Les révélations gênantes du journal turc Taraf, bête noire de l'armée

2 juuillet 2008
ISTANBUL CORRESPONDANCE

L'oeil pétillant, le romancier Ahmet Altan dévoile la "une" de son journal, Taraf, posé sur son bureau : l'éditorial du jour, intitulé "A l'état-major", répond du tac au tac au commandant des forces armées, Yasar Büyükanit. Depuis quelques jours, le général et l'écrivain se livrent à un bras de fer par écrits interposés. A ce jeu, Ahmet Altan a déjà gagné. Le quotidien de tendance libérale qu'il a créé, en novembre, avec l'appui financier de son éditeur, ne vend que 25 000 exemplaires par jour. Mais en six mois, il est devenu le poil à gratter de la presse turque, grâce à une liberté de ton inédite.

CONSPIRATION

Cet intellectuel batailleur, petit-fils de pacha ottoman, a mis de côté ses projets de romans pour partir en guerre "contre les coups d'Etat". Au moment où les juges de la Cour constitutionnelle examinent la demande de dissolution du parti au pouvoir, l'AKP, les révélations embarrassantes se succèdent pour l'institution militaire qui reste, avec la justice, l'un des piliers du régime kémaliste. L'armée turque et ses alliés sont soupçonnés de manoeuvrer en sous-main pour renverser le gouvernement de Recep Tayyip Erdogan.

Le 20 juin, grâce à une "fuite", Taraf a publié une série de documents confidentiels prétendant démontrer l'existence d'un plan pour faire chuter le gouvernement islamo-conservateur et élaboré en septembre 2007, au lendemain de la victoire de l'AKP aux législatives. Cette conspiration prévoit, selon le journal, l'alignement des hauts magistrats sur la ligne politique des militaires et l'utilisation de certains journalistes, artistes et recteurs d'université pour influencer l'opinion publique.
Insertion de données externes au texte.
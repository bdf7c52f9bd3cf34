//! Configuration
//!
//! Layered with figment: built-in defaults, then an optional TOML file, then
//! `BACJOBS_` environment variables (nested keys split on `__`, e.g.
//! `BACJOBS_READ_POINT__READ_METHOD=single-only`).

use std::path::Path;
use std::time::Duration;

use figment::{
    Figment,
    providers::{Env, Format, Serialized, Toml},
};
use job_runtime::QueueConfig;
use serde::{Deserialize, Serialize};

use crate::engine::{ReadMethod, SmartReadOptions};
use crate::types::DiscoverMode;

pub const ENV_PREFIX: &str = "BACJOBS_";

// ─────────────────────────────────────────────────────────────────────────────
// Config Error
// ─────────────────────────────────────────────────────────────────────────────

#[derive(Debug, thiserror::Error)]
pub enum ConfigError {
    #[error("config loading failed: {0}")]
    Figment(Box<figment::Error>),

    #[error("failed to serialize config: {0}")]
    Serialization(#[from] toml::ser::Error),

    #[error("invalid {field}: {reason}")]
    Validation { field: String, reason: String },
}

impl From<figment::Error> for ConfigError {
    fn from(err: figment::Error) -> Self {
        Self::Figment(Box::new(err))
    }
}

// ─────────────────────────────────────────────────────────────────────────────
// Job Configs
// ─────────────────────────────────────────────────────────────────────────────

/// Device discovery tuning
#[derive(Debug, Clone, PartialEq, Eq, Serialize, Deserialize)]
#[serde(default)]
pub struct DiscoverDeviceConfig {
    /// Who-Is target network; unset means every network
    pub network: Option<u16>,
    pub low_limit: Option<u32>,
    pub high_limit: Option<u32>,
    /// How long to collect I-Am answers
    pub who_is_timeout_ms: u64,
    /// Device names resolved concurrently per chunk
    pub name_read_chunk_size: usize,
    /// Pause between name chunks
    pub name_read_delay_ms: u64,
}

impl Default for DiscoverDeviceConfig {
    fn default() -> Self {
        Self {
            network: None,
            low_limit: None,
            high_limit: None,
            who_is_timeout_ms: 3000,
            name_read_chunk_size: 100,
            name_read_delay_ms: 100,
        }
    }
}

impl DiscoverDeviceConfig {
    pub fn who_is_timeout(&self) -> Duration {
        Duration::from_millis(self.who_is_timeout_ms)
    }

    pub fn name_read_delay(&self) -> Duration {
        Duration::from_millis(self.name_read_delay_ms)
    }
}

/// Point discovery tuning
#[derive(Debug, Clone, PartialEq, Eq, Serialize, Deserialize)]
#[serde(default)]
pub struct DiscoverPointConfig {
    pub mode: DiscoverMode,
    pub read_method: ReadMethod,
    /// Devices per emitted output group
    pub group_export_device_count: usize,
    pub max_concurrent_device_read: usize,
    pub max_concurrent_single_point_read: usize,
    pub single_read_retry_budget: usize,
}

impl Default for DiscoverPointConfig {
    fn default() -> Self {
        Self {
            mode: DiscoverMode::Basic,
            read_method: ReadMethod::MultiFallback,
            group_export_device_count: 10,
            max_concurrent_device_read: 2,
            max_concurrent_single_point_read: 5,
            single_read_retry_budget: 50,
        }
    }
}

impl DiscoverPointConfig {
    pub fn read_options(&self) -> SmartReadOptions {
        SmartReadOptions {
            method: self.read_method,
            max_concurrent_single_reads: self.max_concurrent_single_point_read,
            single_read_retry_budget: self.single_read_retry_budget,
        }
    }
}

/// Point read tuning
#[derive(Debug, Clone, PartialEq, Eq, Serialize, Deserialize)]
#[serde(default)]
pub struct ReadPointConfig {
    pub read_method: ReadMethod,
    pub max_concurrent_device_read: usize,
    pub max_concurrent_single_point_read: usize,
    pub single_read_retry_budget: usize,
}

impl Default for ReadPointConfig {
    fn default() -> Self {
        Self {
            read_method: ReadMethod::MultiFallback,
            max_concurrent_device_read: 2,
            max_concurrent_single_point_read: 5,
            single_read_retry_budget: 5,
        }
    }
}

impl ReadPointConfig {
    pub fn read_options(&self) -> SmartReadOptions {
        SmartReadOptions {
            method: self.read_method,
            max_concurrent_single_reads: self.max_concurrent_single_point_read,
            single_read_retry_budget: self.single_read_retry_budget,
        }
    }
}

/// Point write tuning
#[derive(Debug, Clone, PartialEq, Eq, Serialize, Deserialize)]
#[serde(default)]
pub struct WritePointConfig {
    pub max_concurrent_device_write: usize,
    pub max_concurrent_point_write: usize,
}

impl Default for WritePointConfig {
    fn default() -> Self {
        Self {
            max_concurrent_device_write: 2,
            max_concurrent_point_write: 1,
        }
    }
}

// ─────────────────────────────────────────────────────────────────────────────
// Top-level Config
// ─────────────────────────────────────────────────────────────────────────────

#[derive(Debug, Clone, Default, Serialize, Deserialize)]
#[serde(default)]
pub struct BacjobsConfig {
    pub queue: QueueConfig,
    pub discover_device: DiscoverDeviceConfig,
    pub discover_point: DiscoverPointConfig,
    pub read_point: ReadPointConfig,
    pub write_point: WritePointConfig,
}

impl BacjobsConfig {
    /// Provider stack: defaults, optional TOML file, environment
    pub fn figment(path: Option<&Path>) -> Figment {
        let mut figment = Figment::new().merge(Serialized::defaults(Self::default()));
        if let Some(path) = path {
            figment = figment.merge(Toml::file(path));
        }
        figment.merge(Env::prefixed(ENV_PREFIX).split("__"))
    }

    /// Load and validate the configuration
    pub fn load(path: Option<&Path>) -> Result<Self, ConfigError> {
        let config: Self = Self::figment(path).extract()?;
        config.validate()?;
        Ok(config)
    }

    /// Concurrency limits must be at least 1
    pub fn validate(&self) -> Result<(), ConfigError> {
        let limits = [
            ("discover_device.name_read_chunk_size", self.discover_device.name_read_chunk_size),
            ("discover_point.group_export_device_count", self.discover_point.group_export_device_count),
            ("discover_point.max_concurrent_device_read", self.discover_point.max_concurrent_device_read),
            ("discover_point.max_concurrent_single_point_read", self.discover_point.max_concurrent_single_point_read),
            ("read_point.max_concurrent_device_read", self.read_point.max_concurrent_device_read),
            ("read_point.max_concurrent_single_point_read", self.read_point.max_concurrent_single_point_read),
            ("write_point.max_concurrent_device_write", self.write_point.max_concurrent_device_write),
            ("write_point.max_concurrent_point_write", self.write_point.max_concurrent_point_write),
        ];
        for (field, value) in limits {
            if value == 0 {
                return Err(ConfigError::Validation {
                    field: field.to_string(),
                    reason: "must be at least 1".to_string(),
                });
            }
        }
        Ok(())
    }

    /// Render as TOML
    pub fn to_toml(&self) -> Result<String, ConfigError> {
        Ok(toml::to_string_pretty(self)?)
    }
}

#[cfg(test)]
mod tests {
    use super::*;
    use std::io::Write;

    #[test]
    fn test_defaults() {
        let config = BacjobsConfig::load(None).unwrap();
        assert_eq!(config.discover_device.who_is_timeout_ms, 3000);
        assert_eq!(config.read_point.read_method, ReadMethod::MultiFallback);
        assert_eq!(config.write_point.max_concurrent_point_write, 1);
    }

    #[test]
    fn test_toml_file_overrides_defaults() {
        let mut file = tempfile::NamedTempFile::new().unwrap();
        writeln!(
            file,
            r#"
[discover_point]
mode = "full"
read_method = "multi-fallback-two-tier"

[read_point]
single_read_retry_budget = 9
"#
        )
        .unwrap();

        let config = BacjobsConfig::load(Some(file.path())).unwrap();
        assert_eq!(config.discover_point.mode, DiscoverMode::Full);
        assert_eq!(config.discover_point.read_method, ReadMethod::MultiFallbackTwoTier);
        assert_eq!(config.discover_point.group_export_device_count, 10);
        assert_eq!(config.read_point.single_read_retry_budget, 9);
    }

    #[test]
    fn test_zero_concurrency_is_rejected() {
        let mut file = tempfile::NamedTempFile::new().unwrap();
        writeln!(file, "[write_point]\nmax_concurrent_point_write = 0").unwrap();

        let result = BacjobsConfig::load(Some(file.path()));
        assert!(matches!(result, Err(ConfigError::Validation { .. })));
    }

    #[test]
    fn test_renders_toml() {
        let text = BacjobsConfig::default().to_toml().unwrap();
        assert!(text.contains("[discover_point]"));
        assert!(text.contains("who_is_timeout_ms = 3000"));
    }
}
Elle préconise aussi l'emploi de la force dans la région kurde et la mise au ban du parti pro-kurde DTP. D'autres réseaux politiques clandestins en lutte contre le gouvernement ont déjà été débusqués dans le cadre de l'enquête ouverte contre la cellule ultranationaliste Ergenekon. La police a lancé récemment une série d'arrestations musclées contre une brochette d'opposants notoires au gouvernement : avocats, officiers à la retraite, journalistes et dirigeants politiques. Vingt et une personnes ont encore été arrêtées, mardi 1er juillet, parmi lesquels deux ex-généraux connus pour leurs positions radicales. Un coup de filet perçu comme une réponse de l'AKP à ses ennemis.

Lundi, l'état-major a démenti l'existence du plan dénoncé par Taraf. "Mais les faits ont montré qu'il existait puisque les juges sont montés au créneau et qu'une vaste campagne a été déclenchée contre l'AKP", estime Yasemin Congar, rédactrice en chef adjointe, qui parle d'un "coup d'Etat en douceur". Le journal a également révélé qu'une rencontre secrète a eu lieu, début mars, entre le général Basbug, qui prendra la tête des forces armées en août, et le vice-président de la Cour constitutionnelle, Osman Paksüt. Pour cette entrevue matinale au siège de l'état-major, les caméras de vidéosurveillance avaient été coupées. Deux semaines plus tard, une procédure contre le parti au pouvoir était ouverte. Embarrassés, les intéressés ont reconnu les faits.

Ces derniers jours, l'armée a de nouveau dû confirmer une révélation de Taraf. L'état-major avait été averti de l'imminence d'une attaque des rebelles kurdes du PKK contre ses troupes, juste avant l'embuscade de Daglica, à l'automne dernier, dans le sud-est du pays. Ce guet-apens avait coûté la vie à 13 soldats et avait servi de déclencheur aux opérations transfrontalières lancées dans le nord de l'Irak. En s'attaquant frontalement à l'armée, Ahmet Altan s'expose. La presse nationaliste l'accuse déjà d'être financé par une puissante confrérie islamique. Beaucoup prédisent des ennuis judiciaires à Taraf. Comme Nokta, un hebdomadaire impertinent qui avait démontré l'existence de deux projets de coups d'Etat et que les juges ont fermé en 2007. "Nous avons mis un coup d'arrêt aux putschistes et le journal est déjà solidement ancré", rétorque l'écrivain journaliste qui se défend de prendre parti pour l'AKP.